You're making the assumption that an applicant process with a polygraph doesn't weed out any more poor applicants than an applicant process that doesn't utilize a polygraph. Or rather, departments who don't use the polygraph have just as many "bad seeds" as those who do. Where did you get your information from? Is it based on any scientific studies? What is your definition of a "bad seed"? Or are you formulating this opinion on hearsay and only going by what you hear in the media or word of mouth? No applicant process will be perfect as humans are not perfect and, guess what, police officers are humans! No process can 100% predict future behavior.

Have you considered that the polygraph is quite expensive to administer? Some departments have the luxury of having full time detectives trained at the Canadian Police College (http://www.cpc.gc.ca/courses/descript/pec_e.htm) in a 13+ week course (this is in addition to years of experience as a detective plus numerous investigative and interrogation courses). Others have to contract out their polygraph interviews, usually to former police detectives trained in the polygraph, which is not cheap (anywhere from $500-$2000 by some accounts).


----------



## Rowshambow (8 Sep 2007)

All I was saying is that the poly while prob detering some applicants,who have bad backgrounds, it also deters others that don't want to junp through more hoops, like the Military, police recruiting can be a long process!
As for the scientific info, many people (and you can google it) can teach you how to "beat" the poly! There are pros and cons of each!
Also I  know a fair amount in ref to police recruiting, as I have stated in prev threads, my Father in law is a Sgt in recruiting for a major police force, and yes they use the poly, and have 2 Dets that are poly qualified.
As for my last statement about "blank" cmon, you seem like a smart guy greymatter I know nothing is blank and yes they look at all the things you mentioned, but I was saying that if I was looking at the file I would think to poly the guy that hasn't "done anything", beleive it or not they do get files that are pretty much blank (look at the EPS website and read the questionairre, something like 40 pages and some people answer it with "no" to alot of the questions) now yes once again I know if you apply to a force that uses the poly they poly everyone, not just certain ones. 
Look at recruiting of all forces, ones with the poly and without, which ones don't have problem children? None, so does spending the money on the poly help or hinder? Why not use those resources on other avenues!?


----------



## gate_guard (8 Sep 2007)

1)Submit initial application.
-Accepted or rejected

2)Intake Exam
-Pass or Fail

3)Intake Interview (1st interview)
-Pass or Fail

4)Submit Background Questionnaire
-Pass or Fail

5)Assessment Center
-Pass or Fail

5)Polygraph Interview
-Pass or Fail

6)Psychological Testing
-Pass or Fail

7)Background Investigation
-pass or fail

8)Sergeants Interview
-Pass or Fail

9)Signoff by Deputy Chief

rowshambow, these are the "hoops" one has to jump through to join my department, ditching the polygraph doesn't really make things any quicker. And I'm confused, I thought you said we should take every step possible to ensure no "bad seeds" make it in? If it deters people who don't want to "jump through more hoops" all the better, obviously they don't have the necessary drive and motivation to be a police officer if something like a polygraph will deter them.


----------



## 1feral1 (8 Sep 2007)

Rowshambow said:
			
		

> All I was saying is that the poly while prob detering some applicants,who have bad backgrounds, it also deters others that don't want to junp through more hoops, like the Military, police recruiting can be a long process!

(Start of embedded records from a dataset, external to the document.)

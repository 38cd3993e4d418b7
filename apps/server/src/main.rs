//! Stowage upload server entry point.

mod app;
mod config;

use tracing_subscriber::EnvFilter;

fn main() -> anyhow::Result<()> {
    tracing_subscriber::fmt()
        .with_env_filter(
            EnvFilter::try_from_default_env().unwrap_or_else(|_| EnvFilter::new("info")),
        )
        .init();

    tracing::info!(
        version = env!("CARGO_PKG_VERSION"),
        "starting stowage server"
    );

    let config = config::Config::load()?;
    tracing::info!(
        port = config.port,
        data_dir = %config.data_dir.display(),
        chunk_size = config.chunk_size,
        "configuration loaded"
    );

    let rt = tokio::runtime::Runtime::new()?;
    rt.block_on(app::run(config))?;

    tracing::info!("server shut down cleanly");
    Ok(())
}
use std::io::ErrorKind;
use std::path::{Path, PathBuf};

use tokio::io::AsyncWriteExt;
use tracing::{debug, trace};

use crate::{ChunkStore, SessionMeta, StoreError, StoreFuture, validate_upload_id};

const META_FILE: &str = "meta.json";
const CHUNK_PREFIX: &str = "chunk_";

/// Chunk store on the local filesystem.
///
/// Layout: `<root>/<upload_id>/meta.json` plus one `chunk_<index>` file per
/// received chunk. Every file is written to a uniquely named temporary
/// file in the same directory and renamed into place.
#[derive(Debug, Clone)]
pub struct FsChunkStore {
    root: PathBuf,
}

impl FsChunkStore {
    /// Opens (and creates if needed) a store rooted at `root`.
    pub async fn open(root: impl Into<PathBuf>) -> Result<Self, StoreError> {
        let root = root.into();
        tokio::fs::create_dir_all(&root).await?;
        Ok(Self { root })
    }

    pub fn root(&self) -> &Path {
        &self.root
    }

    fn session_dir(&self, upload_id: &str) -> Result<PathBuf, StoreError> {
        validate_upload_id(upload_id)?;
        Ok(self.root.join(upload_id))
    }
}

fn chunk_file_name(index: u32) -> String {
    format!("{CHUNK_PREFIX}{index}")
}

fn parse_chunk_file_name(name: &str) -> Option<u32> {
    name.strip_prefix(CHUNK_PREFIX)?.parse().ok()
}

/// Writes `data` to `dir/name` via a temporary file and rename.
async fn write_atomic(dir: &Path, name: &str, data: &[u8]) -> std::io::Result<()> {
    let tmp = dir.join(format!(".{name}.{}.tmp", uuid::Uuid::new_v4().simple()));
    let result = async {
        let mut file = tokio::fs::File::create(&tmp).await?;
        file.write_all(data).await?;
        file.sync_all().await?;
        drop(file);
        tokio::fs::rename(&tmp, dir.join(name)).await
    }
    .await;
    if result.is_err() {
        let _ = tokio::fs::remove_file(&tmp).await;
    }
    result
}

impl ChunkStore for FsChunkStore {
    fn save_meta<'a>(&'a self, meta: &'a SessionMeta) -> StoreFuture<'a, ()> {
        Box::pin(async move {
            let dir = self.session_dir(&meta.upload_id)?;
            tokio::fs::create_dir_all(&dir).await?;
            let json = serde_json::to_vec_pretty(meta)?;
            write_atomic(&dir, META_FILE, &json).await?;
            trace!(upload_id = %meta.upload_id, sealed = meta.sealed, "session meta saved");
            Ok(())
        })
    }

    fn load_meta<'a>(&'a self, upload_id: &'a str) -> StoreFuture<'a, Option<SessionMeta>> {
        Box::pin(async move {
            let path = self.session_dir(upload_id)?.join(META_FILE);
            match tokio::fs::read(&path).await {
                Ok(bytes) => Ok(Some(serde_json::from_slice(&bytes)?)),
                Err(e) if e.kind() == ErrorKind::NotFound => Ok(None),
                Err(e) => Err(e.into()),
            }
        })
    }

    fn put_chunk<'a>(
        &'a self,
        upload_id: &'a str,
        index: u32,
        data: &'a [u8],
    ) -> StoreFuture<'a, ()> {
        Box::pin(async move {
            let dir = self.session_dir(upload_id)?;
            tokio::fs::create_dir_all(&dir).await?;
            write_atomic(&dir, &chunk_file_name(index), data).await?;
            trace!(upload_id, index, len = data.len(), "chunk stored");
            Ok(())
        })
    }

    fn received<'a>(&'a self, upload_id: &'a str) -> StoreFuture<'a, Vec<u32>> {
        Box::pin(async move {
            let dir = self.session_dir(upload_id)?;
            let mut entries = match tokio::fs::read_dir(&dir).await {
                Ok(entries) => entries,
                Err(e) if e.kind() == ErrorKind::NotFound => return Ok(Vec::new()),
                Err(e) => return Err(e.into()),
            };
            let mut indices = Vec::new();
            while let Some(entry) = entries.next_entry().await? {
                if let Some(index) = entry.file_name().to_str().and_then(parse_chunk_file_name) {
                    indices.push(index);
                }
            }
            indices.sort_unstable();
            Ok(indices)
        })
    }

    fn read_chunk<'a>(&'a self, upload_id: &'a str, index: u32) -> StoreFuture<'a, Vec<u8>> {
        Box::pin(async move {
            let path = self.session_dir(upload_id)?.join(chunk_file_name(index));
            match tokio::fs::read(&path).await {
                Ok(data) => Ok(data),
                Err(e) if e.kind() == ErrorKind::NotFound => Err(StoreError::ChunkNotFound {
                    upload_id: upload_id.to_string(),
                    index,
                }),
                Err(e) => Err(e.into()),
            }
        })
    }

    fn delete<'a>(&'a self, upload_id: &'a str) -> StoreFuture<'a, ()> {
        Box::pin(async move {
            let dir = self.session_dir(upload_id)?;
            match tokio::fs::remove_dir_all(&dir).await {
                Ok(()) => {
                    debug!(upload_id, "session area removed");
                    Ok(())
                }
                Err(e) if e.kind() == ErrorKind::NotFound => Ok(()),
                Err(e) => Err(e.into()),
            }
        })
    }

    fn list(&self) -> StoreFuture<'_, Vec<String>> {
        Box::pin(async move {
            let mut entries = tokio::fs::read_dir(&self.root).await?;
            let mut ids = Vec::new();
            while let Some(entry) = entries.next_entry().await? {
                if !entry.file_type().await?.is_dir() {
                    continue;
                }
                if let Some(name) = entry.file_name().to_str() {
                    if validate_upload_id(name).is_ok() {
                        ids.push(name.to_string());
                    }
                }
            }
            ids.sort();
            Ok(ids)
        })
    }
}

#[cfg(test)]
mod tests {
    use super::*;
    use crate::FinalizeProgress;
    use chrono::Utc;
    use tempfile::TempDir;

    fn meta(id: &str) -> SessionMeta {
        let now = Utc::now();
        SessionMeta {
            upload_id: id.into(),
            owner_id: "alice".into(),
            file_name: "a.bin".into(),
            mime_type: "application/octet-stream".into(),
            total_size: 12,
            total_chunks: 3,
            chunk_size: 5,
            folder_id: None,
            created_at: now,
            last_activity: now,
            sealed: false,
            finalize: FinalizeProgress::default(),
        }
    }

    #[tokio::test]
    async fn meta_roundtrip_and_missing() {
        let dir = TempDir::new().unwrap();
        let store = FsChunkStore::open(dir.path()).await.unwrap();

        assert!(store.load_meta("u1").await.unwrap().is_none());
        let m = meta("u1");
        store.save_meta(&m).await.unwrap();
        assert_eq!(store.load_meta("u1").await.unwrap(), Some(m));
        assert!(dir.path().join("u1").join("meta.json").exists());
    }

    #[tokio::test]
    async fn put_overwrites_and_received_is_sorted() {
        let dir = TempDir::new().unwrap();
        let store = FsChunkStore::open(dir.path()).await.unwrap();

        store.put_chunk("u1", 2, b"cc").await.unwrap();
        store.put_chunk("u1", 0, b"aaaaa").await.unwrap();
        store.put_chunk("u1", 0, b"AAAAA").await.unwrap();

        assert_eq!(store.received("u1").await.unwrap(), vec![0, 2]);
        assert_eq!(store.read_chunk("u1", 0).await.unwrap(), b"AAAAA");
        assert_eq!(store.read_chunk("u1", 2).await.unwrap(), b"cc");
    }

    #[tokio::test]
    async fn temp_files_are_not_counted() {
        let dir = TempDir::new().unwrap();
        let store = FsChunkStore::open(dir.path()).await.unwrap();
        store.put_chunk("u1", 1, b"x").await.unwrap();
        std::fs::write(dir.path().join("u1").join(".chunk_0.abc.tmp"), b"partial").unwrap();

        assert_eq!(store.received("u1").await.unwrap(), vec![1]);
    }

    #[tokio::test]
    async fn received_of_unknown_session_is_empty() {
        let dir = TempDir::new().unwrap();
        let store = FsChunkStore::open(dir.path()).await.unwrap();
        assert!(store.received("nope").await.unwrap().is_empty());
    }

    #[tokio::test]
    async fn read_missing_chunk() {
        let dir = TempDir::new().unwrap();
        let store = FsChunkStore::open(dir.path()).await.unwrap();
        store.save_meta(&meta("u1")).await.unwrap();
        assert!(matches!(
            store.read_chunk("u1", 4).await,
            Err(StoreError::ChunkNotFound { index: 4, .. })
        ));
    }

    #[tokio::test]
    async fn delete_is_idempotent() {
        let dir = TempDir::new().unwrap();
        let store = FsChunkStore::open(dir.path()).await.unwrap();
        store.save_meta(&meta("u1")).await.unwrap();
        store.put_chunk("u1", 0, b"a").await.unwrap();

        store.delete("u1").await.unwrap();
        store.delete("u1").await.unwrap();
        assert!(store.load_meta("u1").await.unwrap().is_none());
        assert!(!dir.path().join("u1").exists());
    }

    #[tokio::test]
    async fn list_returns_session_dirs() {
        let dir = TempDir::new().unwrap();
        let store = FsChunkStore::open(dir.path()).await.unwrap();
        store.save_meta(&meta("b")).await.unwrap();
        store.put_chunk("a", 0, b"x").await.unwrap();
        std::fs::write(dir.path().join("stray.txt"), b"").unwrap();

        assert_eq!(store.list().await.unwrap(), vec!["a", "b"]);
    }

    #[tokio::test]
    async fn rejects_traversal_ids() {
        let dir = TempDir::new().unwrap();
        let store = FsChunkStore::open(dir.path().join("chunks")).await.unwrap();
        assert!(matches!(
            store.put_chunk("../escape", 0, b"x").await,
            Err(StoreError::InvalidId(_))
        ));
        assert!(!dir.path().join("escape").exists());
    }

    #[tokio::test]
    async fn concurrent_writes_to_distinct_indices() {
        let dir = TempDir::new().unwrap();
        let store = std::sync::Arc::new(FsChunkStore::open(dir.path()).await.unwrap());

        let mut handles = Vec::new();
        for i in 0..16u32 {
            let store = store.clone();
            handles.push(tokio::spawn(async move {
                store.put_chunk("u1", i, &[i as u8; 64]).await.unwrap();
            }));
        }
        for h in handles {
            h.await.unwrap();
        }
        assert_eq!(
            store.received("u1").await.unwrap(),
            (0..16).collect::<Vec<_>>()
        );
    }
}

BS- the determined and those serious won't care. I wouldn't.I can't see it delaying anything, and again as I said before those who refuse have something to hide.

 As for me, well at 47, I have done some stupid things over the years (mainly pre 25 yrs old, ha), and things I regretted, we all have, but never anything I would be actually ashamed of, or not admit to on a 'lie box'. I have nothing to hide.

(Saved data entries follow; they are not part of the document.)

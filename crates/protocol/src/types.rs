use chrono::{DateTime, Utc};
use serde::{Deserialize, Serialize};

/// Snapshot of a server-side upload session.
///
/// `chunks_received` is always sorted ascending.
#[derive(Debug, Clone, PartialEq, Eq, Serialize, Deserialize)]
#[serde(rename_all = "camelCase")]
pub struct SessionStatus {
    pub upload_id: String,
    pub chunks_received: Vec<u32>,
    pub total_chunks: u32,
    pub file_name: String,
    pub total_size: u64,
}

impl SessionStatus {
    /// Indices in `[0, total_chunks)` not yet received, ascending.
    pub fn missing(&self) -> Vec<u32> {
        let mut received = self.chunks_received.iter().peekable();
        let mut missing = Vec::new();
        for index in 0..self.total_chunks {
            while received.peek().is_some_and(|&&r| r < index) {
                received.next();
            }
            if received.peek() == Some(&&index) {
                continue;
            }
            missing.push(index);
        }
        missing
    }

    /// Returns `true` once every index has been received.
    pub fn is_complete(&self) -> bool {
        self.missing().is_empty()
    }
}

/// Metadata record of a finished file, as created by the metadata store.
#[derive(Debug, Clone, PartialEq, Eq, Serialize, Deserialize)]
#[serde(rename_all = "camelCase")]
pub struct FileRecord {
    pub id: String,
    pub owner_id: String,
    pub name: String,
    /// Full path, `/<name>` at root or `<folder path>/<name>`.
    pub path: String,
    pub mime_type: String,
    pub size: u64,
    pub storage_key: String,
    #[serde(default, skip_serializing_if = "Option::is_none")]
    pub folder_id: Option<String>,
    pub created_at: DateTime<Utc>,
}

The polygraph will be around for a long time, and if its introduced CF wise for speficic trades makes do difference to me.

Regards,

Wes


----------



## Cheshire (10 Sep 2007)

Hello,

I am new to the boards. Caught this thread as it appears to be of interest to me, as I am pursuing a career in policing, a the age of 33.

I think the Poly is used to reduce the margin of error during a candidate's potential viability as a Police Officer. I think all forces should use one. It is only another tool that can be used that is no different than the background checks, credit checks, and interviews. They are tools used that each on their own provide information, but when combind with the poly, can paint a much clearer, accurate picture as to ones suitability. If the CF are using it, it shouldn't need to be a state secret. But then again, maybe it should be. You do get a better picture of ones suitability from the MPAC when the candidates are unawares as to the process.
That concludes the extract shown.